[Dataset records — start]

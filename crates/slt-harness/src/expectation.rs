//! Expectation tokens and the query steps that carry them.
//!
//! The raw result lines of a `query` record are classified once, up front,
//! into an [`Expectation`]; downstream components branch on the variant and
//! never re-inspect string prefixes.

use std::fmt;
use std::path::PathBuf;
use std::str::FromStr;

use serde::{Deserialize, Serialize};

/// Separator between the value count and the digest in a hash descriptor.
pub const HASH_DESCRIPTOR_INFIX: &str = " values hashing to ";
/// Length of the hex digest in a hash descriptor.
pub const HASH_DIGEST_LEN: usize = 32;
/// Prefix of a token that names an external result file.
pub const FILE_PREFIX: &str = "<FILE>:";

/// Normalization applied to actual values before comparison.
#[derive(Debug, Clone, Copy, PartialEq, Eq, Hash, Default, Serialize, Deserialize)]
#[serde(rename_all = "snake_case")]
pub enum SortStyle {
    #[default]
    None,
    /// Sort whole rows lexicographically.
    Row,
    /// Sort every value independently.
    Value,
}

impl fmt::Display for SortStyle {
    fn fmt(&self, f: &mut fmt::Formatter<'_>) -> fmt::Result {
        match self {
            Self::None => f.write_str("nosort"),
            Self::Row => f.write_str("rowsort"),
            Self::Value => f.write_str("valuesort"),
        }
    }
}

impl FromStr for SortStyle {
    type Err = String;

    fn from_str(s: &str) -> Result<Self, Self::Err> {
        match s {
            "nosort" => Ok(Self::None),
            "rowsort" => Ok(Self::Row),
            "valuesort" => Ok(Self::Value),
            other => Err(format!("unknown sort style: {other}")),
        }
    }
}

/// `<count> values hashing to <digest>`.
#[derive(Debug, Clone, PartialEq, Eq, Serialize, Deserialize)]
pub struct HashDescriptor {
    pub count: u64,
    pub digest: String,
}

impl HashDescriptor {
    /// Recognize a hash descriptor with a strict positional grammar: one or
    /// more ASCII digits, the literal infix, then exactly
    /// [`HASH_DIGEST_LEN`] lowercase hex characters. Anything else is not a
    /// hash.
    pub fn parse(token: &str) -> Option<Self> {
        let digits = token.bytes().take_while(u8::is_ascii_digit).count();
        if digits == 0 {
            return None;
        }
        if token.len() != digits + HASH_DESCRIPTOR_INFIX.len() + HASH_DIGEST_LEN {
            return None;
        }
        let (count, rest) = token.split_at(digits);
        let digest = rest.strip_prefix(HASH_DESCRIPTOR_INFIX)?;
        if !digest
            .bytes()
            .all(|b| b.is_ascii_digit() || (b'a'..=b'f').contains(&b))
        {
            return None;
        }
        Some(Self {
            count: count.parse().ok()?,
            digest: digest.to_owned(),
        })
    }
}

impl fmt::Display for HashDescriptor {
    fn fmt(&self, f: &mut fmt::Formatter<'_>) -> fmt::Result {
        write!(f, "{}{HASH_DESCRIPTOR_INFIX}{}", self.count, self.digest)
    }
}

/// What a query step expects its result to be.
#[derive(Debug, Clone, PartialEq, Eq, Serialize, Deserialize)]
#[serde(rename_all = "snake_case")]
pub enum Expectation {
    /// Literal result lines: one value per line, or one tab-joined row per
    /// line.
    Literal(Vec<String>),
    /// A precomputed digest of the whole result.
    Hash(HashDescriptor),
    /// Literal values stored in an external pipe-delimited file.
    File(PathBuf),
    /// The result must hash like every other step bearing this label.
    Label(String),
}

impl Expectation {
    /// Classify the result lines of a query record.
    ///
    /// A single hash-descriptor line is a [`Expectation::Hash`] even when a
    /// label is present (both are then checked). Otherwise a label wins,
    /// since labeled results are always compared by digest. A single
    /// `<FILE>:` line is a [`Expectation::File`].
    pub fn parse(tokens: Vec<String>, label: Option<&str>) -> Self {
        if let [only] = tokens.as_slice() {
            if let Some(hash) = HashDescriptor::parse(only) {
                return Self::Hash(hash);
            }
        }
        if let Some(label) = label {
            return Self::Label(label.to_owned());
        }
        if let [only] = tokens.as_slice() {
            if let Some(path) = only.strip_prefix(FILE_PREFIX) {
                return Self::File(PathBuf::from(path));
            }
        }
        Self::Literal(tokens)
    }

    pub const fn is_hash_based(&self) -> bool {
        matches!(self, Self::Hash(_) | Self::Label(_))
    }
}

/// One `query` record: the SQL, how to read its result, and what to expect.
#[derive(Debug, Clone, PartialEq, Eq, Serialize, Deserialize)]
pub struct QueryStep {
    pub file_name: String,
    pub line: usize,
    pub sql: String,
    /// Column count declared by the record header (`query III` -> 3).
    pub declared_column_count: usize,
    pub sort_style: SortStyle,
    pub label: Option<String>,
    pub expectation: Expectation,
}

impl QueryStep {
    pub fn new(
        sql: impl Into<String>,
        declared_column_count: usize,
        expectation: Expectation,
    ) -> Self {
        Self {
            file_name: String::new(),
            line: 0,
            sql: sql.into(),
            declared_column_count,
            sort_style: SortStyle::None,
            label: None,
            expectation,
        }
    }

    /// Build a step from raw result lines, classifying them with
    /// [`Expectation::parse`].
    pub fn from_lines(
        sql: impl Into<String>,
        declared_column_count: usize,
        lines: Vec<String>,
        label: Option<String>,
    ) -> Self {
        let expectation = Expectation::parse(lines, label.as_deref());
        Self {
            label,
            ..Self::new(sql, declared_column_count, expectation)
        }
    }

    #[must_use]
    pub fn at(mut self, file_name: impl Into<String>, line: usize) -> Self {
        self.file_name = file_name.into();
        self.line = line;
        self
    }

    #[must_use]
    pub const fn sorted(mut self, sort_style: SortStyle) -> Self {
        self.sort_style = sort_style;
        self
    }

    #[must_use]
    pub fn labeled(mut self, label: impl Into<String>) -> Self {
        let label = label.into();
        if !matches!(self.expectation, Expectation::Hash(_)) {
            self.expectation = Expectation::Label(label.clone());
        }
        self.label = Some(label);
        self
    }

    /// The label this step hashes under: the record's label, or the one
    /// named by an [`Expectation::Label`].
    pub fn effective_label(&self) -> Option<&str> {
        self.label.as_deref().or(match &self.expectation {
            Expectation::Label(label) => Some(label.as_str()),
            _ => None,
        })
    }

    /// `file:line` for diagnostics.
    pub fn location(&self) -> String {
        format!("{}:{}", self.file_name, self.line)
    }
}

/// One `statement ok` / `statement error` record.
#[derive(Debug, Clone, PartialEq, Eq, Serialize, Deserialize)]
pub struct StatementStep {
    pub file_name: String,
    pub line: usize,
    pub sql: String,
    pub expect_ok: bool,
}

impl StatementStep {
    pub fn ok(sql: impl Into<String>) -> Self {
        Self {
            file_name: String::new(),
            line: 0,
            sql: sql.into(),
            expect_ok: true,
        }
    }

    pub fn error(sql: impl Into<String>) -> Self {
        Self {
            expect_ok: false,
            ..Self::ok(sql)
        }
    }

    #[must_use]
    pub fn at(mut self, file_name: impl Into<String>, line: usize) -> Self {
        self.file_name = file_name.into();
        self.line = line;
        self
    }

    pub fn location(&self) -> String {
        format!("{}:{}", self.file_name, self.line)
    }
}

[Dataset records — finish]
[Dataset records — start]

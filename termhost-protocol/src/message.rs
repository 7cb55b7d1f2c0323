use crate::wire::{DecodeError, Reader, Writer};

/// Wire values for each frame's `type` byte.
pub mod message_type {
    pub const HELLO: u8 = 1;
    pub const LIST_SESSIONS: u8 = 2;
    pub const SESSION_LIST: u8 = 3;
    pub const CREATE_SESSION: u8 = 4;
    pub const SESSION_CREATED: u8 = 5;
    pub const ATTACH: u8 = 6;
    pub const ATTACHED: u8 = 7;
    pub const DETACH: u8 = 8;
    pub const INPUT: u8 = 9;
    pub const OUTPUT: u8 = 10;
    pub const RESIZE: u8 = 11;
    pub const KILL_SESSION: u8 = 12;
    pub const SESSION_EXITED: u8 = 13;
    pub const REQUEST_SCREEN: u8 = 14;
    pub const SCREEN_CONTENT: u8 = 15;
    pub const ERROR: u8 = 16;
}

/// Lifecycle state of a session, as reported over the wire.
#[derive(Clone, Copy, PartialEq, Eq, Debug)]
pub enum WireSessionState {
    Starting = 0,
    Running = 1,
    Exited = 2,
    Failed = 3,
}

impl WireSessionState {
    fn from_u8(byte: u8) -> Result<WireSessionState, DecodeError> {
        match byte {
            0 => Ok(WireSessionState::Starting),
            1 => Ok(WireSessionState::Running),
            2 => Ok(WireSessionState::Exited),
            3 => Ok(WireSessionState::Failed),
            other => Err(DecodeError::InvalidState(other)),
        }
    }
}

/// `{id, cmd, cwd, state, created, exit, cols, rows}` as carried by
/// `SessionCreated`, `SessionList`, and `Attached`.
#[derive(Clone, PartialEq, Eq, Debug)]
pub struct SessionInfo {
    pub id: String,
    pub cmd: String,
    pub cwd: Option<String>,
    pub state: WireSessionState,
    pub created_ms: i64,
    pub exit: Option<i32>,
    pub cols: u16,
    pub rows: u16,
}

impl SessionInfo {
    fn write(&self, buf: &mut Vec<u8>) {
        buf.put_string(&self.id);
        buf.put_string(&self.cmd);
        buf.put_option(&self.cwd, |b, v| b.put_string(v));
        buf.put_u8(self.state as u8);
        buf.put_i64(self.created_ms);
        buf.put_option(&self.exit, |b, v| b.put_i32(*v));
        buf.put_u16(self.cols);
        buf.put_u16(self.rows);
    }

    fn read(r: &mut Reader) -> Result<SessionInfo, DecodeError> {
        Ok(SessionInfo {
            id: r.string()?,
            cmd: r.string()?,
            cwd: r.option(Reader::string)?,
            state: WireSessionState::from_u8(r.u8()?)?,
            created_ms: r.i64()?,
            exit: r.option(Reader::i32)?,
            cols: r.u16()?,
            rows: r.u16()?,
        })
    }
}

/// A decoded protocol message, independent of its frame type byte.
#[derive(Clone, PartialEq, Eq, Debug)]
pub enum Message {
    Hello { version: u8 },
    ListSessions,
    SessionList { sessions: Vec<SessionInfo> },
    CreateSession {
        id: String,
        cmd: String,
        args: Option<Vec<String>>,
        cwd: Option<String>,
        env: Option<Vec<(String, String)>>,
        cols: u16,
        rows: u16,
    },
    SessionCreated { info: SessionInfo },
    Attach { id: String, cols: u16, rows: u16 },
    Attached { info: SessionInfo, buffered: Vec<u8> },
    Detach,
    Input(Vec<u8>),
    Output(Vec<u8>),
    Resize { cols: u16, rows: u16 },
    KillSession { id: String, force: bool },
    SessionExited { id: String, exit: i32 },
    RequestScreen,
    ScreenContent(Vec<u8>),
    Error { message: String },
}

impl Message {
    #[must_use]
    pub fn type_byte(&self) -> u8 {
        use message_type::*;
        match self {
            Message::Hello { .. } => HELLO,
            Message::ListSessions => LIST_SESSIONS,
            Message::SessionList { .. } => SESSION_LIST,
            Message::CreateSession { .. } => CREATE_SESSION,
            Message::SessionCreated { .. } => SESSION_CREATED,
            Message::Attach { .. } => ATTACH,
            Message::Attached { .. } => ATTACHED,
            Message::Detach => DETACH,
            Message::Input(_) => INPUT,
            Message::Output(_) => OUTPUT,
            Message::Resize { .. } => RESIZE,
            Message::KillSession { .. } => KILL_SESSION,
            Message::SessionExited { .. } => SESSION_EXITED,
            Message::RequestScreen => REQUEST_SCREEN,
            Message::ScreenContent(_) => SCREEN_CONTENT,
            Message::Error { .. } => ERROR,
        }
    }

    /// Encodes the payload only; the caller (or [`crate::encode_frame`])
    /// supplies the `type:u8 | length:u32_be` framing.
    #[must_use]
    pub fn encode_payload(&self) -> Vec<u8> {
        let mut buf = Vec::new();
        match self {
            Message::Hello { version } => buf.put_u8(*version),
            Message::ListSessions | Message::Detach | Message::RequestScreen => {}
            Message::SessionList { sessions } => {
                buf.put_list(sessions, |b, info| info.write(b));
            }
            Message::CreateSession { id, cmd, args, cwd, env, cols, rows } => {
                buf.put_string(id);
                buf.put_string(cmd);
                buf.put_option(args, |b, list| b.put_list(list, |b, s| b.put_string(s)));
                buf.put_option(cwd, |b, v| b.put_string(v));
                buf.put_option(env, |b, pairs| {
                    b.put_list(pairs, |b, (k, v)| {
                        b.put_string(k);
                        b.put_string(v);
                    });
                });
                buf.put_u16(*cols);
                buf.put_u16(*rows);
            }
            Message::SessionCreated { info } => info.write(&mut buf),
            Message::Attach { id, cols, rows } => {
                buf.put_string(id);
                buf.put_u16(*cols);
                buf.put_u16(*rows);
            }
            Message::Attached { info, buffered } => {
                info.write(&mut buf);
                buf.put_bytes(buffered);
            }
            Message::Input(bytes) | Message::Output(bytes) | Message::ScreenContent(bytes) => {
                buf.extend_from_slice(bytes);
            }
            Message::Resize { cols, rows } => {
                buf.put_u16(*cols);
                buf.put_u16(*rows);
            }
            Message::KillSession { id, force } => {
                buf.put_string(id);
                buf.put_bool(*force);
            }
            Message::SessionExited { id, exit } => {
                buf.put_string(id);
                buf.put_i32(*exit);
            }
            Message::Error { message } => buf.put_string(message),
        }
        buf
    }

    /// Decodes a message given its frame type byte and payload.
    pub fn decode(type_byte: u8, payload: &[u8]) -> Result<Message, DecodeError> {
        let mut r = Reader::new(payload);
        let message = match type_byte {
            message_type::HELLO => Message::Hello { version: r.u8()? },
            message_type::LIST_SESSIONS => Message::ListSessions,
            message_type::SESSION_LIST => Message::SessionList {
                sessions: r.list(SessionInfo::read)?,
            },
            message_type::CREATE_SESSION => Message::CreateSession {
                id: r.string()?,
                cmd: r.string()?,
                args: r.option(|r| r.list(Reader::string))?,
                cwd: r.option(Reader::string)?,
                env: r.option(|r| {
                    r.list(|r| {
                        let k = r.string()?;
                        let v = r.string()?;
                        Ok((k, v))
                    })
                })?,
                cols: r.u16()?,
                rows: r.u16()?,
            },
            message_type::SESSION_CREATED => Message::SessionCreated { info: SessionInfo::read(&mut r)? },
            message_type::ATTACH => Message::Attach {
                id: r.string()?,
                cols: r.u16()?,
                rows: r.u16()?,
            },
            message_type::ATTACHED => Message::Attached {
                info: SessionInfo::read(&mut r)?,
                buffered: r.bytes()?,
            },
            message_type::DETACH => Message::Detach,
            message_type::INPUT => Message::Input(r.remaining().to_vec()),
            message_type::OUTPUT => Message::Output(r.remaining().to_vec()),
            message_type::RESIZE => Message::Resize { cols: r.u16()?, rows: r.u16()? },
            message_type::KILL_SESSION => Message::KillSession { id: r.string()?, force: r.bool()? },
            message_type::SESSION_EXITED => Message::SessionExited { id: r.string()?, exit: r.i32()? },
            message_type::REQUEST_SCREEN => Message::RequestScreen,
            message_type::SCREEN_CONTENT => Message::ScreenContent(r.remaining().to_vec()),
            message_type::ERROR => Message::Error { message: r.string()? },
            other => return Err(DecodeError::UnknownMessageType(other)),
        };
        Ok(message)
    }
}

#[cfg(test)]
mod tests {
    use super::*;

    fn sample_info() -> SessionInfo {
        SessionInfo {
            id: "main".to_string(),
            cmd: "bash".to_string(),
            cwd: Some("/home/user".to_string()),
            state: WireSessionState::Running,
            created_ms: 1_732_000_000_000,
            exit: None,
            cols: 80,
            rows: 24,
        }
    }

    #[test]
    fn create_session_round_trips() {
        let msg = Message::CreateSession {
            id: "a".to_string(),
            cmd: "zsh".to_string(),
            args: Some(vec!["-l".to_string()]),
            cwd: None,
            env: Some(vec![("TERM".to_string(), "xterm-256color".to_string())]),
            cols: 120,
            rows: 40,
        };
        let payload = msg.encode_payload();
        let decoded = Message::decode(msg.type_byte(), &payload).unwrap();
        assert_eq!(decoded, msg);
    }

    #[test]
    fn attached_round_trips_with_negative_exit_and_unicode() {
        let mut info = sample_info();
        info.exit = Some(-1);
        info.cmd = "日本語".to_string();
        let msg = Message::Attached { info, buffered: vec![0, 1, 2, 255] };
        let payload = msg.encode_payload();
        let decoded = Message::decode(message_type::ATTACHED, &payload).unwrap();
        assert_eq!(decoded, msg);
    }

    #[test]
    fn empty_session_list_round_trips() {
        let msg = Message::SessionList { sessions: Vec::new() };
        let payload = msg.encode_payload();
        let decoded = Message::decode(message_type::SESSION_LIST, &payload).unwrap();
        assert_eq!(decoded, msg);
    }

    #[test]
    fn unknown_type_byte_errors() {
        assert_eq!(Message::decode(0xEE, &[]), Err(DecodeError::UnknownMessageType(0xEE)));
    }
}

[Dataset records — finish]

Work instruction: Report each line of the material above where the word "SessionInfo" appears.

Written solution:
pub struct SessionInfo {
impl SessionInfo {
    fn read(r: &mut Reader) -> Result<SessionInfo, DecodeError> {
        Ok(SessionInfo {
    SessionList { sessions: Vec<SessionInfo> },
    SessionCreated { info: SessionInfo },
    Attached { info: SessionInfo, buffered: Vec<u8> },
                sessions: r.list(SessionInfo::read)?,
            message_type::SESSION_CREATED => Message::SessionCreated { info: SessionInfo::read(&mut r)? },
                info: SessionInfo::read(&mut r)?,
    fn sample_info() -> SessionInfo {
        SessionInfo {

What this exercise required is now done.